Por aquel tiempo, en plena infancia, Fidrik ayudaba a su mamá a alimentar a las gallinas y en la recolección de los huevos que, más tarde, Kazú entregaba a una cooperativa en cajas con el rótulo «De granjas libres». Tenía ocho años y ya pensaba en dedicar su vida a los animales. Se giró para observar a su mamá que parecía hablar sola.

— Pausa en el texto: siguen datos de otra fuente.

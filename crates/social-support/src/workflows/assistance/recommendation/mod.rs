//! Career suggestions for approved applicants who supplied a resume.

mod resume;

pub use resume::{summarize_resume, ResumeSummary};

use std::sync::Arc;

use serde::{Deserialize, Serialize};
use tracing::{info, warn};

use super::domain::DocumentHandle;
use super::generation::TextGenerator;

#[derive(Debug, Clone, Copy, PartialEq, Eq, Serialize, Deserialize)]
pub enum RecommendationStatus {
    #[serde(rename = "success")]
    Generated,
    #[serde(rename = "financial_assistance_not_approved")]
    NotApproved,
    #[serde(rename = "no_resume_provided")]
    NoResume,
    #[serde(rename = "error")]
    GenerationError,
}

impl RecommendationStatus {
    pub const fn label(self) -> &'static str {
        match self {
            Self::Generated => "success",
            Self::NotApproved => "financial_assistance_not_approved",
            Self::NoResume => "no_resume_provided",
            Self::GenerationError => "error",
        }
    }
}

#[derive(Debug, Clone, PartialEq, Eq, Serialize, Deserialize)]
pub struct RecommendationOutcome {
    pub status: RecommendationStatus,
    pub suggestions: Vec<String>,
    #[serde(default, skip_serializing_if = "Option::is_none")]
    pub resume_summary: Option<ResumeSummary>,
}

impl RecommendationOutcome {
    fn empty(status: RecommendationStatus, resume_summary: Option<ResumeSummary>) -> Self {
        Self {
            status,
            suggestions: Vec::new(),
            resume_summary,
        }
    }

    pub fn not_approved() -> Self {
        Self::empty(RecommendationStatus::NotApproved, None)
    }

    pub fn no_resume() -> Self {
        Self::empty(RecommendationStatus::NoResume, None)
    }

    pub fn generation_failed(resume_summary: Option<ResumeSummary>) -> Self {
        Self::empty(RecommendationStatus::GenerationError, resume_summary)
    }
}

/// Financial facts quoted in the recommendation prompt.
#[derive(Debug, Clone, Copy, PartialEq)]
pub struct FinancialFacts {
    pub monthly_income: f64,
    pub monthly_debt_service: f64,
    pub dependents: u32,
}

#[derive(Clone)]
pub struct RecommendationAdapter {
    generator: Arc<dyn TextGenerator>,
}

impl RecommendationAdapter {
    pub fn new(generator: Arc<dyn TextGenerator>) -> Self {
        Self { generator }
    }

    /// Generation runs only for eligible applicants with a non-empty resume.
    pub async fn recommend(
        &self,
        eligible: bool,
        resume: Option<&DocumentHandle>,
        facts: &FinancialFacts,
    ) -> RecommendationOutcome {
        if !eligible {
            return RecommendationOutcome::not_approved();
        }

        let text = resume
            .map(|document| String::from_utf8_lossy(&document.content).into_owned())
            .unwrap_or_default();
        if text.trim().is_empty() {
            return RecommendationOutcome::no_resume();
        }

        let summary = summarize_resume(&text);
        let prompt = recommendation_prompt(&summary, facts);
        match self.generator.generate(&prompt).await {
            Ok(response) => {
                let suggestions = parse_suggestions(&response);
                info!(
                    model = self.generator.model_name(),
                    count = suggestions.len(),
                    "career recommendations generated"
                );
                RecommendationOutcome {
                    status: RecommendationStatus::Generated,
                    suggestions,
                    resume_summary: Some(summary),
                }
            }
            Err(err) => {
                warn!(
                    model = self.generator.model_name(),
                    error = %err,
                    "recommendation generation failed"
                );
                RecommendationOutcome::generation_failed(Some(summary))
            }
        }
    }
}

fn format_list(items: &[String]) -> String {
    if items.is_empty() {
        "not stated".to_string()
    } else {
        items.join("; ")
    }
}

pub(crate) fn recommendation_prompt(summary: &ResumeSummary, facts: &FinancialFacts) -> String {
    format!(
        "You are a career advisor for UAE government social support recipients.\n\
         Based on the following applicant profile, suggest specific job opportunities \
         or educational programs that would help improve their financial situation.\n\n\
         Applicant Profile:\n\
         - Skills: {skills}\n\
         - Experience: {experience}\n\
         - Education: {education}\n\
         - Current Financial Situation:\n\
         \x20 * Monthly Income: AED {income:.2}\n\
         \x20 * Dependents: {dependents}\n\
         \x20 * Loan Amount: AED {loans:.2}\n\n\
         Provide 3-5 concrete recommendations including:\n\
         - Specific job titles to apply for\n\
         - Training programs that would increase employability\n\
         - Educational opportunities\n\
         - Government support programs they may qualify for\n\n\
         Format your response as a bulleted list with brief explanations for each recommendation.",
        skills = format_list(&summary.skills),
        experience = format_list(&summary.experience),
        education = format_list(&summary.education),
        income = facts.monthly_income,
        dependents = facts.dependents,
        loans = facts.monthly_debt_service,
    )
}

/// Split a generated reply into suggestions, dropping bullets and lead-in lines.
pub fn parse_suggestions(response: &str) -> Vec<String> {
    response
        .lines()
        .map(strip_bullet)
        .filter(|line| !line.is_empty() && !line.ends_with(':'))
        .map(str::to_string)
        .collect()
}

/// Remove a leading `-`, `*`, `•` or `1.` / `1)` marker.
pub(crate) fn strip_bullet(line: &str) -> &str {
    let unmarked = line
        .trim()
        .trim_start_matches(|ch: char| matches!(ch, '-' | '*' | '•' | '–' | '·'))
        .trim_start();

    let digits = unmarked
        .find(|ch: char| !ch.is_ascii_digit())
        .unwrap_or(unmarked.len());
    if digits > 0 {
        let rest = &unmarked[digits..];
        let mut chars = rest.chars();
        if matches!(chars.next(), Some('.') | Some(')'))
            && chars.next().map_or(true, char::is_whitespace)
        {
            return rest[1..].trim();
        }
    }

    unmarked.trim_end()
}
pub mod assistance;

—También supe de un avestruz que al ser liberado por sus cuidadores se despidió de cada uno de ellos con el roce de su pico. ¡Un beso! —continuó Kazú, sin dejar de pasearse entre las gallinas que le cerraban el paso—. El lenguaje de los animales se está adquiriendo gestos humanos. Falta que inventemos un traductor, seguro que eso ocurrirá luego.
—Entonces sabremos lo que dicen y lo que piensan y ya nadie podrá comerlos —agregó él.
Fidrik pensó en sus peces que lo saludaban con aleteos cuando lo veían aparecer, tal como lo haría una persona con las manos. Quiso comentarlo con su madre, pero Kazú había vuelto al estado de retraimiento que era característico en ella. Se detuvo a observarla, parecía un ángel: silenciosa, alta y etérea lanzando granos al aire. Una ráfaga de cariño lo hizo correr y abrazarse a su vientre. Amaba a Kazú con una devoción que desbordaba por los ojos, siempre pendientes de ella.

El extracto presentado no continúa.